30 November 2012 – Kenya Electricity Generating Company (KenGen), Kenya’s largest power producer, plans to begin building its first solar-power plants in 2013, producing as much as 150 MW at a cost of about US$300 million. The plan is to start with about 10 MW of photovoltaic solar capacity connected to the grid and about 20 MW of concentrated solar power.
Feasibility studies identified nine sites for solar power production, including the towns of Lamu, Garissa, Malindi, Gitaru and Magadi. KenGen is also planning construction of wind-power plants in the northern Kenyan towns of Isiolo and Marsabit.
KenGen plans to reduce its dependence on its drought sensitive hydropower to less than half within two years as geothermal production increases.

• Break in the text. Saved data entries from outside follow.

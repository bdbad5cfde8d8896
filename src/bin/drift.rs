use anyhow::{anyhow, bail};
use drift::{state_scan, Disk, Filters, Reporter, ScanOptions, State};

// no clap: the argument surface is tiny and this runs from scripts where
// startup time matters
fn usage() -> ! {
    eprintln!(
        "usage: drift scan [options] <name>=<dir>...\n\
         \n\
         options:\n\
         \t--by-name      identify files by path instead of inode\n\
         \t--force-zero   accept files that regressed to zero size\n\
         \t--force-empty  accept disks that lost every recorded file\n\
         \t--hidden       exclude dot-files\n\
         \t--gui          emit machine-readable events on stderr\n\
         \t--quiet        suppress per-file difference lines\n\
         \t--verbose      print exclusion reasons and totals"
    );
    std::process::exit(2);
}

pub fn main() -> anyhow::Result<()> {
    tracing_subscriber::fmt()
        .with_writer(std::io::stderr)
        .init();

    let args = std::env::args().collect::<Vec<_>>();
    let Some(subcommand) = args.get(1) else { usage() };

    match subcommand.as_str() {
        "scan" => {
            let mut opts = ScanOptions::default();
            let mut filters = Filters::new();
            let mut output = true;
            let mut verbose = false;
            let mut gui = false;
            let mut disks = Vec::new();

            for arg in &args[2..] {
                match arg.as_str() {
                    "--by-name" => opts.find_by_name = true,
                    "--force-zero" => opts.force_zero = true,
                    "--force-empty" => opts.force_empty = true,
                    "--hidden" => filters.filter_hidden = true,
                    "--gui" => gui = true,
                    "--quiet" => output = false,
                    "--verbose" => verbose = true,
                    spec if !spec.starts_with('-') => {
                        let (name, dir) = spec
                            .split_once('=')
                            .ok_or_else(|| anyhow!("bad disk spec '{spec}', want name=dir"))?;
                        disks.push(Disk::new(name, dir));
                    }
                    other => bail!("unknown option: {other}"),
                }
            }
            if disks.is_empty() {
                usage();
            }

            // without a content file every disk starts from an empty
            // catalog, so this reports what a first sync would record;
            // loading and saving the catalog belongs to the caller that
            // owns the content file
            let mut state = State::new(opts, filters);
            for disk in disks {
                state.add_disk(disk);
            }

            let mut report = Reporter::new(output, verbose);
            if gui {
                report = report.with_gui(Box::new(std::io::stderr()));
            }

            let totals = state_scan(&mut state, &mut report)?;
            if verbose {
                eprintln!(
                    "scanned {} entries, {} changes",
                    totals.equal + totals.added + totals.changed + totals.moved,
                    totals.added + totals.changed + totals.removed + totals.moved
                );
            }
            Ok(())
        }

        _ => Err(anyhow!("unknown subcommand: {subcommand}")),
    }
}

KenGen will begin providing 280 MW from its Olkaria IV plant to the national grid by 2014. Production at the facility, supplemented by output from an extension to Olkaria I, will reduce hydropower’s share to 45% from the current 60%.
In addition, the deadline for expressions of interest to build a new 560 MW plant in the Olkaria complex is the 4th of December 2012. That will be followed by a request for proposals around March 2013 and selection of a joint-venture partner in June that year.
Kenya has an installed electricity capacity of 1,600 MW, with a peak power demand of 1,500 MW growing at an average rate of 8% a year. KenGen produces 1,232 MW, while four private companies generate the balance.
During 2011 Kenya rationed power to homes and businesses amid the worst regional drought in six decades. Growth in the US$33.6 billion economy slowed to 4.4% in 2011 from 5.8% a year earlier.